Ce rapport présente différents outils numériques que sont les modes algorithmiques d'analyse des décisions (MAAD) et leur application à certains contentieux. Il se penche, entre autres, sur les préjudices corporels.

Parmi ses résultats, elle montre que les petites cours d'appel sont globalement moins généreuses que les plus grandes. Autre calcul : l'impact du montant proposé par l'assureur sur l'indemnisation accordée. Une approche mathématique montre que l'assureur n'a souvent pas intérêt à proposer une indemnisation nulle. La notion de justice prédictive est considérée par les auteurs comme « vide de sens » voire « dangereuse ». Ils décrivent les prestations de différentes legaltechs à travers le monde, dont l'objectif est de quantifier l'aléa juridique, pour apporter aux juristes des projections de solutions fiables.

Les auteurs du rapport se sont également penchés sur l'encadrement juridique des MAAD. L'objectif est de proposer un encadrement juridique de ces outils avec, en perspective, la volonté de préserver les intérêts respectifs et conjugués de la justice, des justiciables et de leurs conseils. Le rapport contient 21 propositions cadres de régulation juridique relatives au périmètre des MAAD, à leur éthique, à leur maîtrise, à la responsabilité du fait des MAAD, et au règlement des litiges à l'aide des MAAD à titre facultatif.

Enfin, les chercheurs ont mené une enquête auprès des magistrats sur leur appropriation des MAAD. 85 % des répondants ont un avis globalement favorable. Seuls 10 % sont défavorables, et 5 % considèrent le mouvement de toute façon inéluctable. Parmi ses aspects positifs, les MAAD affineraient les actuels barèmes et insuffleraient un sentiment de plus grande sécurité juridique. Parmi les craintes, le risque d'un effet performatif et du conformisme est exprimé par 40 % des magistrats. De manière unanime, les magistrats considèrent que ces outils ne doivent pas se substituer au juge : cela entraînerait la déshumanisation de la justice, la rupture du dialogue avec les justiciables et la privatisation du règlement des litiges.

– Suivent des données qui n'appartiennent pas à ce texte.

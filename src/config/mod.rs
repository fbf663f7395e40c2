//! Configuration management

mod settings;

pub use settings::{default_script_path, project_dirs, AppConfig, InstanceConfig};
//! Acquisition client: correlated requests and the bounded retry loop

use dht_sens_core::{
    AcquisitionError, InstanceId, PollRequest, PollResult, ProtocolMismatchError, ReplyKind,
    SensorReading,
};
use log::{debug, error, info, warn};
use std::path::PathBuf;
use std::time::Duration;

/// Where the client is within a poll cycle
#[derive(Debug, Clone, Copy, PartialEq, Eq)]
pub enum ClientPhase {
    /// No request outstanding
    Idle,
    /// Request with this attempt number awaiting its result
    Polling { attempt: u32 },
    /// Waiting for the retry delay before issuing this attempt
    RetryPending { attempt: u32 },
}

/// What the caller should do after a result was handled
#[derive(Debug, Clone, PartialEq)]
pub enum PollOutcome {
    /// A fresh reading was obtained
    Delivered { reading: SensorReading, attempts: u32 },
    /// Wait `delay`, then call [`AcquisitionClient::retry_due`]
    RetryScheduled { attempt: u32, delay: Duration },
    /// All attempts failed; wait for the next scheduled tick
    Exhausted { error: AcquisitionError },
    /// Result did not belong to the outstanding request
    Ignored,
}

/// Issues poll requests for one instance and drives retries
#[derive(Debug, Clone)]
pub struct AcquisitionClient {
    instance_id: InstanceId,
    canonical_pin: u8,
    script_path: PathBuf,
    use_sudo: bool,
    max_attempts: u32,
    retry_delay: Duration,
    phase: ClientPhase,
}

impl AcquisitionClient {
    pub fn new(
        instance_id: InstanceId,
        canonical_pin: u8,
        script_path: PathBuf,
        use_sudo: bool,
        max_attempts: u32,
        retry_delay: Duration,
    ) -> Self {
        Self {
            instance_id,
            canonical_pin,
            script_path,
            use_sudo,
            max_attempts,
            retry_delay,
            phase: ClientPhase::Idle,
        }
    }

    pub fn instance_id(&self) -> &InstanceId {
        &self.instance_id
    }

    pub fn phase(&self) -> ClientPhase {
        self.phase
    }

    /// A request or retry is outstanding
    pub fn is_busy(&self) -> bool {
        self.phase != ClientPhase::Idle
    }

    /// Start a new poll cycle.
    ///
    /// Returns `None` while a request or retry is outstanding, so at most
    /// one request per instance is ever in flight.
    pub fn poll(&mut self) -> Option<PollRequest> {
        if self.is_busy() {
            debug!(
                "{}: poll skipped, previous cycle still running ({:?})",
                self.instance_id, self.phase
            );
            return None;
        }
        Some(self.request(1))
    }

    /// Issue the pending retry once its delay has elapsed
    pub fn retry_due(&mut self) -> Option<PollRequest> {
        match self.phase {
            ClientPhase::RetryPending { attempt } => Some(self.request(attempt)),
            ClientPhase::Idle | ClientPhase::Polling { .. } => None,
        }
    }

    fn request(&mut self, attempt: u32) -> PollRequest {
        info!("{}: data requested (attempt {})", self.instance_id, attempt);
        self.phase = ClientPhase::Polling { attempt };
        PollRequest {
            instance_id: self.instance_id.clone(),
            attempt,
            canonical_pin: self.canonical_pin,
            script_path: self.script_path.clone(),
            use_sudo: self.use_sudo,
            reply: ReplyKind::DataReceived,
        }
    }

    /// Check that a server message is addressed to this instance
    pub fn accepts(&self, instance_id: &InstanceId) -> Result<(), ProtocolMismatchError> {
        if instance_id == &self.instance_id {
            Ok(())
        } else {
            Err(ProtocolMismatchError {
                expected: self.instance_id.to_string(),
                received: instance_id.to_string(),
            })
        }
    }

    /// Handle the result of the outstanding request
    pub fn handle_result(&mut self, result: PollResult) -> PollOutcome {
        if let Err(e) = self.accepts(&result.original.instance_id) {
            debug!("{}", e);
            return PollOutcome::Ignored;
        }

        let attempt = result.original.attempt;
        if self.phase != (ClientPhase::Polling { attempt }) {
            debug!(
                "{}: unexpected result for attempt {} while {:?}",
                self.instance_id, attempt, self.phase
            );
            return PollOutcome::Ignored;
        }

        match result.outcome {
            Ok(reading) => {
                self.phase = ClientPhase::Idle;
                info!(
                    "{}: data received after {} attempt(s)",
                    self.instance_id, attempt
                );
                PollOutcome::Delivered {
                    reading,
                    attempts: attempt,
                }
            }
            Err(e) => self.fail(attempt, e),
        }
    }

    /// Count the outstanding request as failed when its reply was dropped.
    ///
    /// Without this the client would stay in `Polling` and skip every
    /// later tick.
    pub fn reply_lost(&mut self, skipped: u64) -> PollOutcome {
        match self.phase {
            ClientPhase::Polling { attempt } => {
                warn!(
                    "{}: reply to attempt {} may have been dropped",
                    self.instance_id, attempt
                );
                self.fail(attempt, AcquisitionError::ReplyLost { skipped })
            }
            ClientPhase::Idle | ClientPhase::RetryPending { .. } => PollOutcome::Ignored,
        }
    }

    fn fail(&mut self, attempt: u32, e: AcquisitionError) -> PollOutcome {
        if attempt < self.max_attempts {
            self.phase = ClientPhase::RetryPending {
                attempt: attempt + 1,
            };
            info!(
                "{}: failed to read sensor data, retrying in {} seconds: {}",
                self.instance_id,
                self.retry_delay.as_secs_f64(),
                e
            );
            PollOutcome::RetryScheduled {
                attempt: attempt + 1,
                delay: self.retry_delay,
            }
        } else {
            self.phase = ClientPhase::Idle;
            error!(
                "{}: failed to read sensor data after {} attempts: {}",
                self.instance_id, attempt, e
            );
            PollOutcome::Exhausted { error: e }
        }
    }
}
//! dht-sens-sources: Sensor reader and acquisition server for dht-sens.

mod script_reader;
mod server;

pub use script_reader::{parse_reader_output, ScriptReader};
pub use server::{AcquisitionServer, ServerHandle, REQUEST_QUEUE_CAPACITY, RESPONSE_CHANNEL_CAPACITY};
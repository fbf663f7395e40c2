//! Acquisition scheduling, client state and the per-instance event loop

mod client;
mod display;
mod instance;
mod notifier;
mod scheduler;

pub use client::{AcquisitionClient, ClientPhase, PollOutcome};
pub use display::{DisplayContent, DisplayUpdate};
pub use instance::{InstanceCommand, InstanceHandle, InstanceStatus, WidgetInstance};
pub use notifier::{
    reading_notifications, Notification, NotificationHub, NotificationKind, PeerLatch,
};
pub use scheduler::{PollScheduler, ScheduleState};
//! Presentation output of a widget instance

use dht_sens_core::constants::LOADING_TEXT;
use dht_sens_core::{render, InstanceId, SensorReading, WidgetConfig};
use dht_sens_types::FontSize;
use serde::{Deserialize, Serialize};

/// What the widget currently shows
#[derive(Debug, Clone, PartialEq, Serialize, Deserialize)]
#[serde(tag = "state", content = "lines", rename_all = "snake_case")]
pub enum DisplayContent {
    /// Neither temperature nor humidity is enabled
    Hidden,
    /// No reading has been obtained yet
    Loading,
    /// Rendered lines for the cached reading
    Lines(Vec<String>),
}

impl DisplayContent {
    /// Build the content for the current cached reading
    pub fn build(reading: Option<&SensorReading>, config: &WidgetConfig) -> Self {
        if !config.is_visible() {
            return Self::Hidden;
        }
        match reading {
            Some(reading) => Self::Lines(render(reading, config)),
            None => Self::Loading,
        }
    }

    /// Lines as they would be printed
    pub fn lines(&self) -> Vec<String> {
        match self {
            Self::Hidden => Vec::new(),
            Self::Loading => vec![LOADING_TEXT.to_string()],
            Self::Lines(lines) => lines.clone(),
        }
    }
}

/// Display refresh sent by an instance to the presentation layer
#[derive(Debug, Clone, PartialEq, Serialize, Deserialize)]
pub struct DisplayUpdate {
    pub instance_id: InstanceId,
    pub name: String,
    pub font_size: FontSize,
    pub content: DisplayContent,
}
//! Unit selection, rounding and template rendering
//!
//! Templates may contain `{temperature}`, `{humidity}` and icon
//! placeholders of the form `{icon-<style>-<name>}` or `{icon-<name>}`.
//! All placeholders are substituted in one left-to-right pass, so text
//! produced by a substitution is never scanned again.

use dht_sens_types::{SensorReading, WidgetConfig};
use once_cell::sync::Lazy;
use regex::{Captures, Regex};

static PLACEHOLDER: Lazy<Regex> = Lazy::new(|| {
    Regex::new(r"\{(?:(temperature|humidity)|icon-(?:(regular|solid|brand)-)?([A-Za-z0-9_-]+))\}")
        .expect("Invalid regex")
});

/// Round half away from zero to `precision` decimal places.
///
/// The shift is applied to the decimal representation instead of
/// multiplying, so values like `1.005` round the way they are written.
/// A negative precision rounds left of the decimal point.
pub fn round_number(number: f64, precision: i32) -> f64 {
    if !number.is_finite() {
        return number;
    }
    let shifted: f64 = format!("{}e{}", number, precision)
        .parse()
        .unwrap_or(number * 10f64.powi(precision));
    let rounded = shifted.round();
    format!("{}e{}", rounded, -precision)
        .parse()
        .unwrap_or(rounded / 10f64.powi(precision))
}

/// Round and print with a fixed number of decimals and a custom separator
pub fn format_decimal(value: f64, decimals: usize, decimal_symbol: &str) -> String {
    let rounded = round_number(value, decimals as i32);
    // Avoid printing "-0.0" for values that round to zero
    let rounded = if rounded == 0.0 { 0.0 } else { rounded };
    format!("{:.*}", decimals, rounded).replace('.', decimal_symbol)
}

/// Markup for an icon placeholder
pub fn icon_markup(style: Option<&str>, name: &str) -> String {
    let class = match style {
        Some("regular") => "far",
        Some("solid") => "fas",
        Some("brand") => "fab",
        _ => "fa",
    };
    format!("<span class=\"{} fa-{}\"></span>", class, name)
}

/// Formatted values ready for template substitution
#[derive(Debug, Clone, PartialEq, Eq)]
pub struct FormattedValues {
    pub temperature: String,
    pub humidity: String,
}

impl FormattedValues {
    /// Convert and format a reading according to the configuration
    pub fn new(reading: &SensorReading, config: &WidgetConfig) -> Self {
        Self {
            temperature: format_decimal(
                reading.temperature(config.temperature_unit()),
                config.temperature_decimals(),
                &config.decimal_symbol,
            ),
            humidity: format_decimal(
                reading.humidity,
                config.humidity_decimals(),
                &config.decimal_symbol,
            ),
        }
    }
}

/// Substitute every placeholder in `template` in a single pass
pub fn substitute_placeholders(template: &str, values: &FormattedValues) -> String {
    PLACEHOLDER
        .replace_all(template, |caps: &Captures| {
            match caps.get(1).map(|m| m.as_str()) {
                Some("temperature") => values.temperature.clone(),
                Some(_) => values.humidity.clone(),
                None => icon_markup(caps.get(2).map(|m| m.as_str()), &caps[3]),
            }
        })
        .into_owned()
}

/// Render the visible lines for a reading.
///
/// In icon view a single compact line is produced; otherwise one line per
/// enabled value, each from its configured template.
pub fn render(reading: &SensorReading, config: &WidgetConfig) -> Vec<String> {
    let values = FormattedValues::new(reading, config);

    if config.icon_view {
        let mut parts = Vec::new();
        if config.show_temperature {
            parts.push(format!(
                "{} {}{}",
                icon_markup(None, "thermometer-half"),
                values.temperature,
                config.temperature_unit().symbol()
            ));
        }
        if config.show_humidity {
            parts.push(format!("{} {}%", icon_markup(None, "tint"), values.humidity));
        }
        if parts.is_empty() {
            return Vec::new();
        }
        return vec![parts.join(" ")];
    }

    let mut lines = Vec::new();
    if config.show_temperature {
        lines.push(substitute_placeholders(&config.temperature_text, &values));
    }
    if config.show_humidity {
        lines.push(substitute_placeholders(&config.humidity_text, &values));
    }
    lines
}

#[cfg(test)]
mod tests {
    use super::*;
    use crate::validator::ConfigValidator;
    use dht_sens_types::UnitSystem;
    use std::collections::HashMap;

    fn config() -> WidgetConfig {
        ConfigValidator::default().validate(&HashMap::new())
    }

    #[test]
    fn test_round_half_away_from_zero() {
        assert_eq!(round_number(2.25, 1), 2.3);
        assert_eq!(round_number(-2.25, 1), -2.3);
        assert_eq!(round_number(2.449, 1), 2.4);
        assert_eq!(round_number(2.5, 0), 3.0);
        assert_eq!(round_number(-2.5, 0), -3.0);
    }

    #[test]
    fn test_round_uses_decimal_representation() {
        // 1.005 * 100 is 100.49999999999999 in binary floating point
        assert_eq!(round_number(1.005, 2), 1.01);
        assert_eq!(round_number(1234.5, -2), 1200.0);
    }

    #[test]
    fn test_format_decimal() {
        assert_eq!(format_decimal(21.04, 1, "."), "21.0");
        assert_eq!(format_decimal(21.05, 1, ","), "21,1");
        assert_eq!(format_decimal(21.5, 0, ","), "22");
        assert_eq!(format_decimal(-0.04, 1, "."), "0.0");
    }

    #[test]
    fn test_substitution_is_exhaustive() {
        let values = FormattedValues {
            temperature: "20.0".to_string(),
            humidity: "45.0".to_string(),
        };
        let out = substitute_placeholders(
            "{temperature} / {temperature} {icon-solid-tint}",
            &values,
        );
        assert_eq!(out, "20.0 / 20.0 <span class=\"fas fa-tint\"></span>");
        assert!(!out.contains('{'));
    }

    #[test]
    fn test_icon_styles() {
        let values = FormattedValues {
            temperature: String::new(),
            humidity: String::new(),
        };
        assert_eq!(
            substitute_placeholders("{icon-regular-snowflake}{icon-brand-raspberry-pi}{icon-tint}", &values),
            "<span class=\"far fa-snowflake\"></span>\
             <span class=\"fab fa-raspberry-pi\"></span>\
             <span class=\"fa fa-tint\"></span>"
        );
    }

    #[test]
    fn test_substituted_text_is_not_rescanned() {
        let values = FormattedValues {
            temperature: "{humidity}".to_string(),
            humidity: "45".to_string(),
        };
        assert_eq!(
            substitute_placeholders("{temperature} {humidity} {unknown}", &values),
            "{humidity} 45 {unknown}"
        );
    }

    #[test]
    fn test_render_text_view() {
        let mut config = config();
        config.icon_view = false;
        config.show_temperature = true;
        config.show_humidity = true;
        config.units = UnitSystem::Imperial;
        config.temperature_text = "{icon-thermometer-half} {temperature}&deg;F".to_string();

        let reading = SensorReading::from_celsius(20.0, 45.25);
        let lines = render(&reading, &config);
        assert_eq!(
            lines,
            vec![
                "<span class=\"fa fa-thermometer-half\"></span> 68.0&deg;F".to_string(),
                "45.3% humidity".to_string(),
            ]
        );
    }

    #[test]
    fn test_render_icon_view() {
        let mut config = config();
        config.show_temperature = true;
        config.show_humidity = true;
        config.round_humidity = true;
        config.units = UnitSystem::Kelvin;

        let reading = SensorReading::from_celsius(20.0, 45.5);
        assert_eq!(
            render(&reading, &config),
            vec![
                "<span class=\"fa fa-thermometer-half\"></span> 293.2 K \
                 <span class=\"fa fa-tint\"></span> 46%"
                    .to_string()
            ]
        );
    }

    #[test]
    fn test_render_nothing_visible() {
        let reading = SensorReading::from_celsius(20.0, 45.0);
        assert!(render(&reading, &config()).is_empty());
    }
}
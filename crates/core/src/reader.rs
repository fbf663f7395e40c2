//! Sensor reader trait and related types

use crate::error::AcquisitionError;
use crate::protocol::PollRequest;
use dht_sens_types::SensorReading;
use std::path::PathBuf;
use std::sync::Arc;

/// Metadata about a sensor reader
#[derive(Debug, Clone)]
pub struct ReaderMetadata {
    /// Unique identifier for this reader type
    pub id: String,
    /// Human-readable name
    pub name: String,
    /// Description of how this reader obtains data
    pub description: String,
}

/// Everything a reader needs for one acquisition
#[derive(Debug, Clone, PartialEq, Eq)]
pub struct ReadCommand {
    pub script_path: PathBuf,
    pub canonical_pin: u8,
    pub use_sudo: bool,
}

impl From<&PollRequest> for ReadCommand {
    fn from(request: &PollRequest) -> Self {
        Self {
            script_path: request.script_path.clone(),
            canonical_pin: request.canonical_pin,
            use_sudo: request.use_sudo,
        }
    }
}

/// Trait for all sensor readers
///
/// A reader performs exactly one blocking acquisition per call. It is run
/// on a worker thread by the acquisition server and must never retry on
/// its own: retry policy belongs to the polling client.
pub trait SensorReader: Send + Sync {
    /// Get metadata about this reader
    fn metadata(&self) -> &ReaderMetadata;

    /// Acquire one reading
    fn read(&self, command: &ReadCommand) -> Result<SensorReading, AcquisitionError>;
}

/// Shared reader for use across worker threads
pub type SharedSensorReader = Arc<dyn SensorReader>;
//! Error types for configuration, pin mapping and acquisition

use dht_sens_types::PinScheme;
use serde::{Deserialize, Serialize};
use thiserror::Error;

/// A raw configuration field that failed validation.
///
/// Never surfaced as a failure: the validator logs it and substitutes the
/// field's default.
#[derive(Debug, Clone, PartialEq, Error)]
#[error("invalid value for `{field}`: {reason}, using default")]
pub struct ConfigError {
    pub field: &'static str,
    pub reason: String,
}

impl ConfigError {
    pub fn new(field: &'static str, reason: impl Into<String>) -> Self {
        Self {
            field,
            reason: reason.into(),
        }
    }
}

/// No header row matches the configured scheme and pin.
///
/// Static configuration problem: polling never starts for the instance.
#[derive(Debug, Clone, PartialEq, Eq, Error)]
pub enum InvalidPinError {
    #[error("no sensor pin configured")]
    Missing,
    #[error("pin {pin} is not a GPIO pin in the {scheme} numbering scheme")]
    NotFound { scheme: PinScheme, pin: u32 },
}

/// Failure of a single acquisition attempt. Retried by the client.
#[derive(Debug, Clone, PartialEq, Error, Serialize, Deserialize)]
#[serde(tag = "kind", rename_all = "snake_case")]
pub enum AcquisitionError {
    /// The reader program could not be started
    #[error("failed to start reader program: {message}")]
    Spawn { message: String },

    /// The reader program exited with a failure status
    #[error("reader program exited with {}: {}", describe_exit(.code), .stderr.trim())]
    ExitStatus { code: Option<i32>, stderr: String },

    /// The reader program succeeded but its output is not a reading
    #[error("unparsable reader output ({message}): {}", .output.trim())]
    Parse { message: String, output: String },

    /// The worker running the reader program died
    #[error("acquisition worker failed: {message}")]
    Worker { message: String },

    /// The reply was dropped because the instance fell behind the server
    #[error("reply lost, {skipped} server messages were dropped")]
    ReplyLost { skipped: u64 },
}

fn describe_exit(code: &Option<i32>) -> String {
    match code {
        Some(code) => format!("status {}", code),
        None => "no status (terminated by signal)".to_string(),
    }
}

impl AcquisitionError {
    /// Raw diagnostic text captured from the reader, if any
    pub fn diagnostic(&self) -> &str {
        match self {
            AcquisitionError::Spawn { message } | AcquisitionError::Worker { message } => message,
            AcquisitionError::ExitStatus { stderr, .. } => stderr,
            AcquisitionError::Parse { output, .. } => output,
            AcquisitionError::ReplyLost { .. } => "",
        }
    }
}

/// A server message addressed to another instance.
///
/// Expected whenever several instances share one backend; only logged at
/// debug level.
#[derive(Debug, Clone, PartialEq, Eq, Error)]
#[error("message for instance `{received}` ignored by `{expected}`")]
pub struct ProtocolMismatchError {
    pub expected: String,
    pub received: String,
}

#[cfg(test)]
mod tests {
    use super::*;

    #[test]
    fn test_invalid_pin_message() {
        let err = InvalidPinError::NotFound {
            scheme: PinScheme::Board,
            pin: 1,
        };
        assert_eq!(
            err.to_string(),
            "pin 1 is not a GPIO pin in the BOARD numbering scheme"
        );
    }

    #[test]
    fn test_exit_status_message_trims_stderr() {
        let err = AcquisitionError::ExitStatus {
            code: Some(1),
            stderr: "Failed to initialize wiringPi\n".to_string(),
        };
        assert_eq!(
            err.to_string(),
            "reader program exited with status 1: Failed to initialize wiringPi"
        );
        assert_eq!(err.diagnostic(), "Failed to initialize wiringPi\n");
    }

    #[test]
    fn test_acquisition_error_serialization() {
        let err = AcquisitionError::Parse {
            message: "expected value".to_string(),
            output: "garbage".to_string(),
        };
        let json = serde_json::to_string(&err).unwrap();
        assert!(json.contains("\"kind\":\"parse\""));

        let back: AcquisitionError = serde_json::from_str(&json).unwrap();
        assert_eq!(back, err);
    }
}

De cette enquête ressort un certain nombre de proposition. Selon les magistrats, il serait nécessaire de restreindre le champ d'application de ces outils aux « contentieux où des évaluations pertinentes pourraient être opérées à partir de critères connus et identifiables ». Les MAAD permettraient alors d'éviter les disparités flagrantes d'indemnisation et de sécuriser les juges. Outre le contentieux de la réparation des préjudices corporels sont cités les préjudices économiques, les pensions alimentaires, l'article 700 du Code de procédure civile ou les indemnités de licenciement comme cadre de mise en application des MAAD. Des garanties sont proposées : que les résultats des algorithmes soient versés au débat judiciaire, comme d'autres éléments, que la motivation soit renforcée et que la justice soit rendue collégialement. Pour les magistrats interrogés, il importe aussi « que les MAAD soient encadrés par les services du ministère de la Justice ».